What the task asks:
Each line of the data below that includes the string "actions" must be copied.

Provided data:
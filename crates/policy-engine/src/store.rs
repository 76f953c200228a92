//! Rule storage and validation

use crate::error::PolicyError;
use crate::model::{Action, Condition, PolicyRule, UpdateRuleRequest};
use dashmap::mapref::entry::Entry;
use dashmap::DashMap;
use device_core::schema::{self, AttributeSpec};
use device_core::{DeviceRegistry, ValueKind};
use std::sync::Arc;

/// Set of policy rules keyed by ID
///
/// Rules are validated against the device schema table on the way in, so a
/// stored rule never references an attribute its device type cannot have.
pub struct RuleStore {
    rules: DashMap<String, PolicyRule>,
    registry: Arc<DeviceRegistry>,
}

impl RuleStore {
    /// Create an empty store validating against `registry`'s devices
    pub fn new(registry: Arc<DeviceRegistry>) -> Self {
        Self {
            rules: DashMap::new(),
            registry,
        }
    }

    /// Add a rule
    pub fn add(&self, rule: PolicyRule) -> Result<(), PolicyError> {
        validate_rule(&rule, &self.registry)?;

        match self.rules.entry(rule.id.clone()) {
            Entry::Occupied(_) => Err(PolicyError::DuplicateId(rule.id)),
            Entry::Vacant(slot) => {
                tracing::info!("Added policy rule: {} ({})", rule.name, rule.id);
                slot.insert(rule);
                Ok(())
            }
        }
    }

    /// Remove a rule
    pub fn remove(&self, id: &str) -> Result<PolicyRule, PolicyError> {
        let (_, rule) = self
            .rules
            .remove(id)
            .ok_or_else(|| PolicyError::NotFound(id.to_string()))?;
        tracing::info!("Removed policy rule: {} ({})", rule.name, id);
        Ok(rule)
    }

    /// Enable or disable a rule, returning the previous state
    pub fn set_enabled(&self, id: &str, enabled: bool) -> Result<bool, PolicyError> {
        let mut rule = self
            .rules
            .get_mut(id)
            .ok_or_else(|| PolicyError::NotFound(id.to_string()))?;
        let previous = rule.enabled;
        rule.enabled = enabled;
        if previous != enabled {
            rule.updated_at = chrono::Utc::now();
            tracing::info!(
                "{} policy rule {}",
                if enabled { "Enabled" } else { "Disabled" },
                id
            );
        }
        Ok(previous)
    }

    /// Apply a partial update; the merged rule is validated before it replaces the old one
    pub fn update(&self, id: &str, request: UpdateRuleRequest) -> Result<PolicyRule, PolicyError> {
        let mut entry = self
            .rules
            .get_mut(id)
            .ok_or_else(|| PolicyError::NotFound(id.to_string()))?;

        let mut updated = entry.clone();
        updated.apply_update(request);
        validate_rule(&updated, &self.registry)?;
        *entry = updated.clone();

        tracing::info!("Updated policy rule: {}", id);
        Ok(updated)
    }

    /// Get rule by ID
    #[must_use]
    pub fn get(&self, id: &str) -> Option<PolicyRule> {
        self.rules.get(id).map(|r| r.value().clone())
    }

    /// All rules ordered by priority, then ID
    #[must_use]
    pub fn list(&self) -> Vec<PolicyRule> {
        let mut rules: Vec<PolicyRule> = self.rules.iter().map(|r| r.value().clone()).collect();
        rules.sort_by(|a, b| a.priority.cmp(&b.priority).then_with(|| a.id.cmp(&b.id)));
        rules
    }

    /// Insert without validation, for exercising rules the engine cannot evaluate
    #[cfg(test)]
    pub(crate) fn insert_unchecked(&self, rule: PolicyRule) {
        self.rules.insert(rule.id.clone(), rule);
    }

    #[must_use]
    pub fn len(&self) -> usize {
        self.rules.len()
    }

    #[must_use]
    pub fn is_empty(&self) -> bool {
        self.rules.is_empty()
    }
}

/// Check a rule against the device schema table
///
/// Devices that are registered are checked against their own type; rules may
/// also name devices that are not registered yet, in which case the attribute
/// must exist for at least one device type.
pub fn validate_rule(rule: &PolicyRule, registry: &DeviceRegistry) -> Result<(), PolicyError> {
    let invalid = |reason: String| PolicyError::InvalidRule(format!("{}: {reason}", rule.id));

    if rule.id.trim().is_empty() {
        return Err(PolicyError::InvalidRule("rule id is empty".to_string()));
    }
    if rule.conditions.is_empty() {
        return Err(invalid("no conditions".to_string()));
    }
    if rule.actions.is_empty() {
        return Err(invalid("no actions".to_string()));
    }

    for (index, condition) in rule.conditions.iter().enumerate() {
        validate_condition(condition, registry)
            .map_err(|reason| invalid(format!("condition {index}: {reason}")))?;
    }
    for (index, action) in rule.actions.iter().enumerate() {
        validate_action(action, registry)
            .map_err(|reason| invalid(format!("action {index}: {reason}")))?;
    }
    Ok(())
}

fn validate_condition(condition: &Condition, registry: &DeviceRegistry) -> Result<(), String> {
    match condition {
        Condition::TimeRange { start, end } => {
            if start == end {
                return Err(format!("empty time range {start}..{end}"));
            }
            Ok(())
        }
        Condition::Threshold {
            device_id,
            attribute,
            value,
            ..
        } => {
            if !value.is_finite() {
                return Err(format!("threshold {value} is not finite"));
            }
            let specs = candidate_specs(registry, device_id, attribute)?;
            if specs.iter().any(|spec| spec.kind == ValueKind::Number) {
                Ok(())
            } else {
                Err(format!("{attribute} is not numeric"))
            }
        }
        Condition::Equality {
            device_id,
            attribute,
            expected_value,
        } => {
            let specs = candidate_specs(registry, device_id, attribute)?;
            if specs.iter().any(|spec| spec.kind == expected_value.kind()) {
                Ok(())
            } else {
                Err(format!(
                    "{attribute} cannot hold a {} value",
                    expected_value.kind()
                ))
            }
        }
    }
}

fn validate_action(action: &Action, registry: &DeviceRegistry) -> Result<(), String> {
    let (Some(device_id), Some((attribute, value))) = (action.device_id(), action.write()) else {
        return match action {
            Action::Notify { message, .. } if message.trim().is_empty() => {
                Err("empty notification message".to_string())
            }
            _ => Ok(()),
        };
    };

    let specs = candidate_specs(registry, device_id, attribute)?;
    let writable: Vec<&AttributeSpec> = specs.into_iter().filter(|spec| spec.writable).collect();
    if writable.is_empty() {
        return Err(format!("{attribute} is read-only"));
    }

    let mut last_error = String::new();
    for spec in writable {
        match spec.check(&value) {
            Ok(()) => return Ok(()),
            Err(reason) => last_error = format!("{attribute}: {reason}"),
        }
    }
    Err(last_error)
}

/// Schema entries the attribute may resolve to for this device
fn candidate_specs(
    registry: &DeviceRegistry,
    device_id: &str,
    attribute: &str,
) -> Result<Vec<&'static AttributeSpec>, String> {
    if device_id.trim().is_empty() {
        return Err("device id is empty".to_string());
    }
    match registry.kind_of(device_id) {
        Some(kind) => schema::attribute(kind, attribute)
            .map(|spec| vec![spec])
            .ok_or_else(|| format!("{attribute} is not an attribute of {kind} {device_id}")),
        None => {
            let specs: Vec<&'static AttributeSpec> = schema::attribute_in_any(attribute).collect();
            if specs.is_empty() {
                Err(format!("{attribute} is not a known device attribute"))
            } else {
                Ok(specs)
            }
        }
    }
}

Exercise result:
    if rule.actions.is_empty() {
        return Err(invalid("no actions".to_string()));
    for (index, action) in rule.actions.iter().enumerate() {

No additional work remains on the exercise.